NIH awarded Albert Einstein College of Medicine of Yeshiva University a five-year, $10 million grant to study how the motion of atoms on both extremely small and long time scales contribute to enzyme function. The research aims to elucidate chemical reactions that are both central to life and become dysfunctional in disease states.
It is well known that atomic motion alters the shape of proteins over relatively broad time scales, from milliseconds to seconds. These motion-induced changes thus affect the speed of enzymatic reactions. Until recently, researchers have lacked the tools to study protein motion on a sub-millisecond time scale, according to the University.
Theoretical and experimental techniques developed at Einstein and at Emory University now allow investigators to watch these chemical reactions from picoseconds to milliseconds. These technologies include nanosecond laser spectroscopies and ultrafast microfluidic mixing, which are coupled with innovative computational analyses.
“Some of our findings to date challenge long-held textbook understanding of enzymatic catalysis,” remarks study leader, Robert Callender, Ph.D., professor of biochemistry at Einstein.

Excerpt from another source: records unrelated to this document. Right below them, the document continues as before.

use std::time::Duration;

use reqwest::blocking::Client;

use crate::config::OkxConfig;
use crate::error::AppError;
use crate::model::candle::CandleSeries;
use crate::pipeline::CandleSource;

use super::types::OkxResponse;

/// Public market-data client for the OKX v5 REST API.
pub struct OkxRestClient {
    http: Client,
    base_url: String,
}

impl OkxRestClient {
    pub fn new(base_url: &str, timeout: Duration) -> Result<Self, AppError> {
        let http = Client::builder().timeout(timeout).build()?;
        Ok(Self {
            http,
            base_url: base_url.trim_end_matches('/').to_string(),
        })
    }

    pub fn from_config(config: &OkxConfig) -> Result<Self, AppError> {
        Self::new(&config.base_url, Duration::from_secs(config.timeout_secs))
    }

    fn compact_error_body(body: &str) -> String {
        let normalized = body.split_whitespace().collect::<Vec<_>>().join(" ");
        if normalized.chars().count() > 180 {
            format!("{}...", normalized.chars().take(180).collect::<String>())
        } else {
            normalized
        }
    }

    /// Fetch the most recent `limit` closed and open bars, oldest first.
    pub fn get_history_candles(
        &self,
        inst_id: &str,
        bar: &str,
        limit: usize,
    ) -> Result<CandleSeries, AppError> {
        let url = format!("{}/api/v5/market/history-candles", self.base_url);
        let limit_s = limit.to_string();

        tracing::debug!(inst_id, bar, limit, "Requesting OKX history candles");

        let resp = self
            .http
            .get(&url)
            .query(&[("instId", inst_id), ("bar", bar), ("limit", limit_s.as_str())])
            .send()?;

        let status = resp.status();
        let body = resp.text()?;
        if !status.is_success() {
            if let Ok(parsed) = serde_json::from_str::<OkxResponse>(&body) {
                if let Some(code) = parsed.error_code() {
                    return Err(AppError::OkxApi {
                        code,
                        msg: parsed.msg.unwrap_or_default(),
                    });
                }
            }
            return Err(AppError::OkxApi {
                code: status.as_u16().to_string(),
                msg: Self::compact_error_body(&body),
            });
        }

        parse_history_candles(&body)
    }
}

/// Decode a history-candles body. OKX lists newest first; the series is ascending.
pub fn parse_history_candles(body: &str) -> Result<CandleSeries, AppError> {
    let response: OkxResponse = serde_json::from_str(body)?;
    let mut candles = response.into_candles()?;
    candles.sort_by_key(|c| c.timestamp);
    CandleSeries::new(candles)
}

impl CandleSource for OkxRestClient {
    fn fetch_candles(
        &self,
        inst_id: &str,
        bar: &str,
        limit: usize,
    ) -> Result<CandleSeries, AppError> {
        let series = self.get_history_candles(inst_id, bar, limit)?;
        let inconsistent = series
            .candles()
            .iter()
            .filter(|c| !c.is_consistent())
            .count();
        if inconsistent > 0 {
            tracing::warn!(inst_id, bar, inconsistent, "Bars with high/low outside open/close");
        }
        tracing::info!(inst_id, bar, bars = series.len(), "Fetched OKX candles");
        Ok(series)
    }
}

In the conventional view, an enzyme combines with a substrate to form what is known as the Michaelis complex, ultimately leading to a new molecule, or the product.

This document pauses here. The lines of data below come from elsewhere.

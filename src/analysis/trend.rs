use crate::model::candle::CandleSeries;
use crate::model::trend::{Direction, Trend};

/// Daily bars between the last close and the one it is compared against.
pub const GLOBAL_TREND_LOOKBACK: usize = 5;

/// Local trend compares the latest hourly close with the latest daily close;
/// global trend compares the latest daily close with the close
/// [`GLOBAL_TREND_LOOKBACK`] bars earlier.
pub fn determine_trend(hourly: &CandleSeries, daily: &CandleSeries) -> Trend {
    let (Some(price), Some(daily_close)) = (hourly.last_close(), daily.last_close()) else {
        return Trend::default();
    };

    let local = if price > daily_close {
        Direction::Long
    } else {
        Direction::Short
    };

    let global = match daily.close_back(GLOBAL_TREND_LOOKBACK) {
        Some(earlier) if daily_close > earlier => Direction::Long,
        Some(_) => Direction::Short,
        None => Direction::None,
    };

    Trend { local, global }
}
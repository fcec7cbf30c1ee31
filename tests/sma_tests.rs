use level_watch::indicator::sma::{rolling_mean, Sma};

#[test]
fn reports_from_first_sample() {
    let mut sma = Sma::new(3);
    assert!((sma.push(3.0) - 3.0).abs() < f64::EPSILON);
    assert!((sma.push(5.0) - 4.0).abs() < f64::EPSILON);
}

#[test]
fn ring_buffer_wraps_correctly() {
    let mut sma = Sma::new(3);
    sma.push(10.0);
    sma.push(20.0);
    sma.push(30.0); // avg = 20
    let v = sma.push(40.0); // [40, 20, 30] -> avg = 30
    assert!((v - 30.0).abs() < f64::EPSILON);

    let v = sma.push(50.0); // [40, 50, 30] -> avg = 40
    assert!((v - 40.0).abs() < f64::EPSILON);

    let v = sma.push(60.0); // [40, 50, 60] -> avg = 50
    assert!((v - 50.0).abs() < f64::EPSILON);
}

#[test]
fn rolling_mean_matches_min_periods_one() {
    let out = rolling_mean(&[4.0, 8.0, 6.0, 2.0], 3);
    let expected = [4.0, 6.0, 6.0, 16.0 / 3.0];
    for (got, want) in out.iter().zip(expected) {
        assert!((got - want).abs() < 1e-12);
    }
}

“But it turns out to be more complicated than this,” according to Dr. Callender. “If you look at this process more deeply, you see all these different enzyme-substrate conformations, numbering in the thousands, even hundreds of thousands. Our hypothesis is that not all of these conformations are equally active, just a few actually lead to the product. In addition, the protein body of the enzyme functions more as a chemical machine than a simple organic catalyst. This stands classical enzymology on its head.
“The detailed structure of the enzymatic transition state is a powerful target for drug design, and increased knowledge of how enzymes form this state is fundamental for all catalysts and specifically for designing new classes of drugs,” notes Dr. Callender.

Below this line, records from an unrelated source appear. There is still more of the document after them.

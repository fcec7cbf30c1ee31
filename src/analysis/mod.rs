pub mod levels;
pub mod patterns;
pub mod reserve;
pub mod round_level;
pub mod trend;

The research program is divided into four projects:
• Energy landscapes encoding function in lactate dehydrogenase (LDH) over broad time scales: LDH is an enzyme that catalyzes the conversion of lactate to pyruvate, an important step in energy production in cells.
• Protein dynamic contributions to transition state formation in purine nucleoside phosphorylase (PNP): PNP is an enzyme that helps to degrade nucleotides and nucleic acids and has emerged as a drug target in a variety of diseases including cancer and autoimmune dysfunction.
• Mapping the energy landscape of catalysis in dihydrofolate reductase (DHFR): DHFR is an enzyme needed for synthesizing DNA, RNA, and protein. It is a target for methotrexate and other DHFR inhibitors used in treating diseases including rheumatoid arthritis and cancer.
• Energy landscapes and motional timescales in enzyme catalysis.